Sunday, 17 July 2011

The Knock-Off Navy

Australian Navy personnel, serving in the middle east, have been issued with uniforms bearing a misspelled badge. Yes, out there, they're the Royal Australlian Navy. According to Arbroath, the uniforms were supplied to a Tasmanian firm, 'Badger Makes Badges', of Hobart, which outsourced the badges, it seems,  to Hong-Kong.
(for the geographically challenged, Tasmania is an island on the south-east of Australia, and is Australian, whereas Hong-Kong is part of China.)
Anyway, this apparition of a knock-off navy, looking almost, but not quite the real thing, led me to consider a future possibility, registered here in this blog, and if it  becomes reality, Soubriquet expects a fee of 10% of the profits over the next hundred years.
Yes, here it is, The Knock-Off Navy. I suggest that China, which is currently building the world's biggest navy,  builds part of it as a hire fleet. Y'know, personnel badges all stuck on with velcro, ship's identity numbers all made of fridge-magnet material. That way, navally challenged countries, like britain, which only has about three ships left, could, at the drop of a hat, or, at least, a Visa card over the Knock-Off Navy's hire desk, rapidly have a fleet on the way to any bit of sea it chose. Like around the Falklands, perhaps. Last time we had to send a fleet there, we had to commandeer cruise ships and cargo vessels. We'd have to hire them from China too.
It thus becomes possible for, for instance, the Swiss Navy to fight a major engagement against, say, that of Hungary.  Both landlocked nations would not need to actually own a single ship, nor have a home port. And the Knock-Off Navy would supply both fleets.
Just don't forget to sign the damage waiver form.
Actually, in engagements solely between Knock-Off Navy ships, it wouldn't be necessary to destroy or sink opposing vessels.
Nerf missiles and torpedoes would suffice. After two direct hits, the ship would release a cloud of coloured smoke, rip off all its badges, and return to China.
(It would also help avoid confusion in signal interception, as all ships would be speaking chinese.)

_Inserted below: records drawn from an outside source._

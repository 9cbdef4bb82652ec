//! Shared types for the threadline workspace: conversation messages,
//! streaming events, tool definitions, the outbound framing protocol,
//! session query parameters, configuration, and the common error type.

pub mod config;
pub mod error;
pub mod frame;
pub mod query;
pub mod stream;
pub mod tool;
pub mod trace;
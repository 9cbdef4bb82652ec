use serde::{Deserialize, Serialize};

// ━━━━━━━━━━━━━━━━━━━━━━━━━━━━━━━━━━━━━━━━━━━━━━━━━━━━━━━━━━━━━━━━━━
// Generative backend
// ━━━━━━━━━━━━━━━━━━━━━━━━━━━━━━━━━━━━━━━━━━━━━━━━━━━━━━━━━━━━━━━━━━

#[derive(Debug, Clone, Serialize, Deserialize)]
pub struct LlmConfig {
    /// Identifier used in logs and trace events.
    #[serde(default = "d_provider_id")]
    pub provider_id: String,
    #[serde(default = "d_base_url")]
    pub base_url: String,
    #[serde(default = "d_model")]
    pub model: String,
    #[serde(default)]
    pub auth: AuthConfig,
    /// Whole-request timeout for one streamed reply.
    #[serde(default = "d_timeout_ms")]
    pub timeout_ms: u64,
    #[serde(default)]
    pub startup_policy: LlmStartupPolicy,
}

impl Default for LlmConfig {
    fn default() -> Self {
        Self {
            provider_id: d_provider_id(),
            base_url: d_base_url(),
            model: d_model(),
            auth: AuthConfig::default(),
            timeout_ms: d_timeout_ms(),
            startup_policy: LlmStartupPolicy::AllowNone,
        }
    }
}

/// Controls how the gateway handles provider initialization at startup.
#[derive(Debug, Clone, Copy, PartialEq, Eq, Serialize, Deserialize, Default)]
#[serde(rename_all = "snake_case")]
pub enum LlmStartupPolicy {
    /// Boot even if the provider cannot be built. Every session then closes
    /// with an internal error until credentials are fixed.
    #[default]
    AllowNone,
    /// Abort startup if the provider cannot be built.
    RequireOne,
}

/// Where the API key comes from.
///
/// Precedence: plaintext `key` (discouraged), then the `env` variable.
#[derive(Debug, Clone, Serialize, Deserialize)]
pub struct AuthConfig {
    #[serde(default, skip_serializing_if = "Option::is_none")]
    pub key: Option<String>,
    #[serde(default = "d_key_env")]
    pub env: Option<String>,
}

impl Default for AuthConfig {
    fn default() -> Self {
        Self {
            key: None,
            env: d_key_env(),
        }
    }
}

fn d_provider_id() -> String {
    "gemini".into()
}
fn d_base_url() -> String {
    "https://generativelanguage.googleapis.com".into()
}
fn d_model() -> String {
    "gemini-2.0-flash".into()
}
fn d_timeout_ms() -> u64 {
    120_000
}
fn d_key_env() -> Option<String> {
    Some("GEMINI_API_KEY".into())
}

#[cfg(test)]
mod tests {
    use super::*;

    #[test]
    fn defaults_point_at_gemini() {
        let cfg = LlmConfig::default();
        assert_eq!(cfg.model, "gemini-2.0-flash");
        assert_eq!(cfg.auth.env.as_deref(), Some("GEMINI_API_KEY"));
        assert_eq!(cfg.startup_policy, LlmStartupPolicy::AllowNone);
    }

    #[test]
    fn startup_policy_parses_snake_case() {
        let cfg: LlmConfig = toml::from_str(r#"startup_policy = "require_one""#).unwrap();
        assert_eq!(cfg.startup_policy, LlmStartupPolicy::RequireOne);
    }

    #[test]
    fn auth_key_is_not_serialized_when_absent() {
        let cfg = LlmConfig::default();
        let out = toml::to_string(&cfg).unwrap();
        assert!(!out.contains("key ="));
    }
}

Couldn't ever happen you say?
What about Halliburton? Blackwater? How much of current warfare is outsourced to people who are not actually government armed forces?

2 comments:

  1. Our ships are on loan from Mongolia.

    ReplyDelete
  2. I always wondered why they had those chrome badges on the stern, saying "Powered by Yak-Butter".

    Ah well, that's me back to my yurt. I might have to post a bit more mongolian music soon.